Probing the toxic interactions between polyvinyl chloride microplastics and Human Serum Albumin by multispectroscopic techniques

In this study, the interaction of emerging pollutant polyvinyl chloride microplastics (PVC MPs) and human serum albumin (HSA) was investigated by fluorescence spectroscopy, UV-visible (UV-vis) absorption spectroscopy, circular dichroism (CD), and Fourier transform infrared (FT-IR) spectroscopy under simulated physiological conditions. Fluorescence results showed that PVC MPs (about 5000 nm in size) can effectively quench the intrinsic fluorescence of HSA through static quenching owing to the formation of HSA-PVC complex.

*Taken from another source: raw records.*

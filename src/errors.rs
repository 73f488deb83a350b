// ABOUTME: Unified error handling system with protocol-level error codes
// ABOUTME: Maps every failure point to a distinct variant, JSON-RPC code, and HTTP status
//
// SPDX-License-Identifier: MIT OR Apache-2.0
// Copyright (c) 2025 Beacon Labs

use axum::http::StatusCode;
use axum::response::{IntoResponse, Response};
use axum::Json;
use serde_json::json;

/// JSON-RPC 2.0 standard error code for malformed requests
pub const ERROR_INVALID_REQUEST: i32 = -32600;
/// JSON-RPC 2.0 standard error code for unknown methods
pub const ERROR_METHOD_NOT_FOUND: i32 = -32601;
/// JSON-RPC 2.0 standard error code for invalid parameters
pub const ERROR_INVALID_PARAMS: i32 = -32602;
/// JSON-RPC 2.0 standard error code for internal errors
pub const ERROR_INTERNAL_ERROR: i32 = -32603;

/// Result alias used throughout the crate
pub type AppResult<T> = Result<T, AppError>;

/// Application error taxonomy.
///
/// Each failure point in a tool invocation maps to its own variant so that
/// callers and tests can distinguish "not authorized" from "bad token" from
/// "exchange failed" from "downstream API failed". None of these are retried
/// automatically; each surfaces as a single protocol-level error for the
/// invocation that produced it.
#[derive(Debug, Clone, thiserror::Error)]
pub enum AppError {
    /// Caller's scope set does not include the scope a tool requires
    #[error("missing required scope: {scope}")]
    Unauthorized {
        /// The scope that was required and absent
        scope: String,
    },

    /// Bearer token is structurally malformed or lacks a required claim
    #[error("invalid bearer token: {0}")]
    InvalidToken(String),

    /// Client identifier could not be decoded into a project/app pair
    #[error("invalid client identifier: {0}")]
    InvalidClientId(String),

    /// Identity provider rejected the outbound token exchange
    #[error("token exchange failed with HTTP {status} {status_text}")]
    ExchangeFailed {
        /// HTTP status returned by the exchange endpoint
        status: u16,
        /// Reason phrase for the status, when known
        status_text: String,
    },

    /// Downstream API returned a non-success status
    #[error("{service} request failed with HTTP {status}")]
    DownstreamFailed {
        /// Human-readable downstream service name
        service: &'static str,
        /// HTTP status returned by the downstream API
        status: u16,
    },

    /// Downstream response violated its documented shape
    #[error("{service} returned an unexpected response shape: {detail}")]
    UnexpectedFormat {
        /// Human-readable downstream service name
        service: &'static str,
        /// What was wrong with the shape
        detail: String,
    },

    /// Invalid input to a configuration or tool operation
    #[error("validation error: {0}")]
    Validation(String),

    /// Durable settings store is unreachable (non-fatal for resolution)
    #[error("settings store unavailable: {0}")]
    PersistenceUnavailable(String),

    /// Request carried no usable Authorization header
    #[error("authentication required: {0}")]
    AuthRequired(String),

    /// Unexpected internal failure
    #[error("internal error: {0}")]
    Internal(String),
}

impl AppError {
    /// Missing-scope authorization failure
    #[must_use]
    pub fn unauthorized(scope: impl Into<String>) -> Self {
        Self::Unauthorized {
            scope: scope.into(),
        }
    }

    /// Malformed bearer token or missing claim
    #[must_use]
    pub fn invalid_token(detail: impl Into<String>) -> Self {
        Self::InvalidToken(detail.into())
    }

    /// Malformed client identifier
    #[must_use]
    pub fn invalid_client_id(detail: impl Into<String>) -> Self {
        Self::InvalidClientId(detail.into())
    }

    /// Non-success response from the outbound token exchange
    #[must_use]
    pub fn exchange_failed(status: u16, status_text: impl Into<String>) -> Self {
        Self::ExchangeFailed {
            status,
            status_text: status_text.into(),
        }
    }

    /// Invalid configuration or tool input
    #[must_use]
    pub fn validation(detail: impl Into<String>) -> Self {
        Self::Validation(detail.into())
    }

    /// Durable store unreachable
    #[must_use]
    pub fn persistence_unavailable(detail: impl Into<String>) -> Self {
        Self::PersistenceUnavailable(detail.into())
    }

    /// Unexpected internal failure
    #[must_use]
    pub fn internal(detail: impl Into<String>) -> Self {
        Self::Internal(detail.into())
    }

    /// JSON-RPC error code for this error.
    ///
    /// Validation errors reuse the standard invalid-params code; the rest of
    /// the taxonomy uses server-defined codes in the -32000..-32099 range so
    /// protocol clients can tell the failure points apart.
    #[must_use]
    pub const fn jsonrpc_code(&self) -> i32 {
        match self {
            Self::AuthRequired(_) => -32000,
            Self::Unauthorized { .. } => -32001,
            Self::InvalidToken(_) => -32002,
            Self::InvalidClientId(_) => -32003,
            Self::ExchangeFailed { .. } => -32004,
            Self::DownstreamFailed { .. } => -32005,
            Self::UnexpectedFormat { .. } => -32006,
            Self::PersistenceUnavailable(_) => -32007,
            Self::Validation(_) => ERROR_INVALID_PARAMS,
            Self::Internal(_) => ERROR_INTERNAL_ERROR,
        }
    }

    /// HTTP status for this error when surfaced over a REST route
    #[must_use]
    pub const fn http_status(&self) -> StatusCode {
        match self {
            Self::AuthRequired(_) | Self::InvalidToken(_) | Self::InvalidClientId(_) => {
                StatusCode::UNAUTHORIZED
            }
            Self::Unauthorized { .. } => StatusCode::FORBIDDEN,
            Self::Validation(_) => StatusCode::BAD_REQUEST,
            Self::ExchangeFailed { .. }
            | Self::DownstreamFailed { .. }
            | Self::UnexpectedFormat { .. } => StatusCode::BAD_GATEWAY,
            Self::PersistenceUnavailable(_) => StatusCode::SERVICE_UNAVAILABLE,
            Self::Internal(_) => StatusCode::INTERNAL_SERVER_ERROR,
        }
    }
}

impl IntoResponse for AppError {
    fn into_response(self) -> Response {
        let status = self.http_status();
        let body = Json(json!({
            "error": self.to_string(),
            "code": self.jsonrpc_code(),
        }));
        (status, body).into_response()
    }
}
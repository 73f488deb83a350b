// ABOUTME: Server configuration loaded from the process environment
// ABOUTME: Ports, store location, downstream base URLs, and the outbound app identifier
//
// SPDX-License-Identifier: MIT OR Apache-2.0
// Copyright (c) 2025 Beacon Labs

use std::env;

use crate::errors::{AppError, AppResult};

/// Default HTTP port when `HTTP_PORT` is unset
pub const DEFAULT_HTTP_PORT: u16 = 3000;
/// Default National Weather Service API base URL
pub const DEFAULT_WEATHER_BASE_URL: &str = "https://api.weather.gov";
/// Default GitHub REST API base URL
pub const DEFAULT_GITHUB_BASE_URL: &str = "https://api.github.com";
/// Default outbound application identifier for the GitHub integration
pub const DEFAULT_GITHUB_APP_ID: &str = "github";

/// Server configuration resolved from environment variables.
///
/// Downstream base URLs are overridable so tests and staging environments
/// can redirect them; production deployments normally leave the defaults.
#[derive(Debug, Clone)]
pub struct ServerConfig {
    /// HTTP listen port (`HTTP_PORT`)
    pub http_port: u16,
    /// Settings store location (`DATABASE_URL`); `None` selects the
    /// in-memory store for non-hosted environments
    pub database_url: Option<String>,
    /// Outbound application identifier for GitHub token exchange
    /// (`OUTBOUND_GITHUB_APP_ID`)
    pub github_app_id: String,
    /// GitHub REST API base URL (`GITHUB_API_BASE_URL`)
    pub github_base_url: String,
    /// National Weather Service API base URL (`WEATHER_API_BASE_URL`)
    pub weather_base_url: String,
    /// User-Agent header sent to downstream APIs
    pub user_agent: String,
}

impl Default for ServerConfig {
    fn default() -> Self {
        Self {
            http_port: DEFAULT_HTTP_PORT,
            database_url: None,
            github_app_id: DEFAULT_GITHUB_APP_ID.to_owned(),
            github_base_url: DEFAULT_GITHUB_BASE_URL.to_owned(),
            weather_base_url: DEFAULT_WEATHER_BASE_URL.to_owned(),
            user_agent: default_user_agent(),
        }
    }
}

impl ServerConfig {
    /// Load configuration from the process environment.
    ///
    /// # Errors
    /// Returns `Validation` if `HTTP_PORT` is set but not a valid port
    /// number.
    pub fn from_env() -> AppResult<Self> {
        let http_port = match env::var("HTTP_PORT") {
            Ok(raw) => raw.parse::<u16>().map_err(|_| {
                AppError::validation(format!("HTTP_PORT is not a valid port: {raw}"))
            })?,
            Err(_) => DEFAULT_HTTP_PORT,
        };

        Ok(Self {
            http_port,
            database_url: env::var("DATABASE_URL").ok().filter(|v| !v.is_empty()),
            github_app_id: env_or("OUTBOUND_GITHUB_APP_ID", DEFAULT_GITHUB_APP_ID),
            github_base_url: env_or("GITHUB_API_BASE_URL", DEFAULT_GITHUB_BASE_URL),
            weather_base_url: env_or("WEATHER_API_BASE_URL", DEFAULT_WEATHER_BASE_URL),
            user_agent: default_user_agent(),
        })
    }
}

fn env_or(key: &str, default: &str) -> String {
    env::var(key)
        .ok()
        .filter(|v| !v.is_empty())
        .unwrap_or_else(|| default.to_owned())
}

fn default_user_agent() -> String {
    format!(
        "{}/{} (+{})",
        env!("CARGO_PKG_NAME"),
        env!("CARGO_PKG_VERSION"),
        env!("CARGO_PKG_REPOSITORY")
    )
}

The binding constants (K_a) between PVC and HSA at different temperatures were calculated as 4.97 × 10³ M^-1, 3.46 × 10³ M^-1 and 2.51 × 10³ M^-1, respectively. The number of binding sites was 1.26. The enthalpy change (ΔH), entropy change (ΔS) and free energy change (ΔG) were calculated to be -59.27 kJ·mol^-1, 70.76 J·mol^-1 K^-1 and - 80.35 kJ·mol^-1, respectively, indicating that the interaction of PVC with HSA was mainly driven by electrostatic forces. Moreover, results of UV-vis, FT-IR and CD further demonstrated that the microenvironment and secondary structure of HSA were changed a lot induced by PVC, leading to a decrease in α-helix. This work not only provides an insight into the intermolecular interaction between PVC and HSA, but also elucidates the potential biological toxicity of MPs at a molecular level.